Can traders actually rely on the Max Pain theory?

Broadly, it is true that option sellers have a better understanding and therefore better control over option prices compare to the retail traders who are essentially buyers of the options. That means you can take advantage of the max pain theory. The theory believes that as options expiration approaches, stock price will get pushed toward the price at which the greatest number of options (in terms of rupee value) will expire worthless. In other words, the theory holds that when expiration approaches, stock or index price will gravitate toward the price that will cause maximum pain to both call and put buyers. In short, option pain is the point at which buyers lose the most and sellers gain the most. If you understand this concept, then even as an option buyer, you can profit from this knowledge.


How option buyers can profitably apply the Max Option Pain idea?

The broad assumption with the Max Pain theory is that the expiry price will gravitate towards the price at which there is maximum pain for buyers of options.

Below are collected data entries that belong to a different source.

//! Native-model web search adapter (GLM open platform).
//!
//! Uses the first-party web-search endpoint of the GLM platform, the
//! default backend when the active text provider is `glm`. Requires
//! `GLM_API_KEY`.

use async_trait::async_trait;
use serde::{Deserialize, Serialize};

use crate::models::{Backend, ContentType, ProviderConfig, ResultBuilder, SearchResult};
use crate::utils::HttpClient;

use super::{sanitize_results, BackendCapabilities, BackendError, SearchBackend};

const GLM_SEARCH_URL: &str = "https://open.bigmodel.cn/api/paas/v4/web_search";

/// GLM native web-search backend.
#[derive(Debug, Clone)]
pub struct NativeSearchBackend {
    client: HttpClient,
    api_key: Option<String>,
}

impl NativeSearchBackend {
    pub fn new(client: HttpClient, api_key: Option<String>) -> Self {
        Self { client, api_key }
    }
}

#[async_trait]
impl SearchBackend for NativeSearchBackend {
    fn backend(&self) -> Backend {
        Backend::Native
    }

    fn capabilities(&self) -> BackendCapabilities {
        BackendCapabilities::SEARCH | BackendCapabilities::PUBLISHED_DATES
    }

    async fn execute(
        &self,
        query: &str,
        config: &ProviderConfig,
    ) -> Result<Vec<SearchResult>, BackendError> {
        let Some(api_key) = &self.api_key else {
            return Err(BackendError::MissingCredential("GLM_API_KEY".to_string()));
        };

        let request = GlmSearchRequest {
            search_engine: "search_std",
            search_query: query,
            count: config.max_results,
        };

        let response = self
            .client
            .client()
            .post(GLM_SEARCH_URL)
            .bearer_auth(api_key)
            .timeout(config.timeout)
            .json(&request)
            .send()
            .await
            .map_err(|e| BackendError::Network(format!("GLM web search failed: {e}")))?;

        if !response.status().is_success() {
            let status = response.status();
            let text = response.text().await.unwrap_or_default();
            return Err(BackendError::Api(format!(
                "GLM web search returned status {status}: {text}"
            )));
        }

        let body: GlmSearchResponse = response
            .json()
            .await
            .map_err(|e| BackendError::Parse(format!("GLM web search response: {e}")))?;

        let results = body
            .search_result
            .into_iter()
            .map(|item| {
                let mut builder = ResultBuilder::new(item.title, item.link)
                    .source(item.media.unwrap_or_else(|| "GLM Web Search".to_string()))
                    .content_type(ContentType::Website);
                if let Some(content) = item.content {
                    builder = builder.snippet(content);
                }
                if let Some(date) = item.publish_date {
                    builder = builder.published_date(date);
                }
                if let Some(icon) = item.icon {
                    builder = builder.thumbnail_url(icon);
                }
                builder.build()
            })
            .collect();

        Ok(sanitize_results(results, config))
    }
}

#[derive(Debug, Serialize)]
struct GlmSearchRequest<'a> {
    search_engine: &'a str,
    search_query: &'a str,
    count: usize,
}

#[derive(Debug, Deserialize)]
struct GlmSearchResponse {
    #[serde(default)]
    search_result: Vec<GlmSearchItem>,
}

#[derive(Debug, Deserialize)]
struct GlmSearchItem {
    #[serde(default)]
    title: String,
    #[serde(default)]
    link: String,
    content: Option<String>,
    media: Option<String>,
    publish_date: Option<String>,
    icon: Option<String>,
}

Where the Max Pain point is sharply lower or higher than the current market spot price, the trader can look to either sell or buy the futures to profit from the trade. In the above case of Bank Nifty, the spot value is at 26,300 and the Max pain point is at 26,000. The trader can look to sell Bank Nifty Futures accordingly.

Traders can also use this Max Pain point to either book profits or cut losses on options position, depending on which side the trade is positioned. In the above case of Bank Nifty, if you are holding on to a 26,200 call option then waiting till expiry will mean gaining nothing. Currently, if you are getting the intrinsic value of Rs.100 plus a small time value, then it makes sense to monetize the profits. You can also look to play this trend by buying put options that are slightly out of the money.

There are two key things to remember while using the Option Pain theory. Firstly, option pain has been empirically tested although there is no confirmation of the existence of such a specific theory. Hence you must use this Option Pain theory in conjunction with other fundamental and technical indicators. Secondly, the Max Pain theory will gradually lose its sheen and utility if too many traders start applying it. That is a risk you need to be conscious of.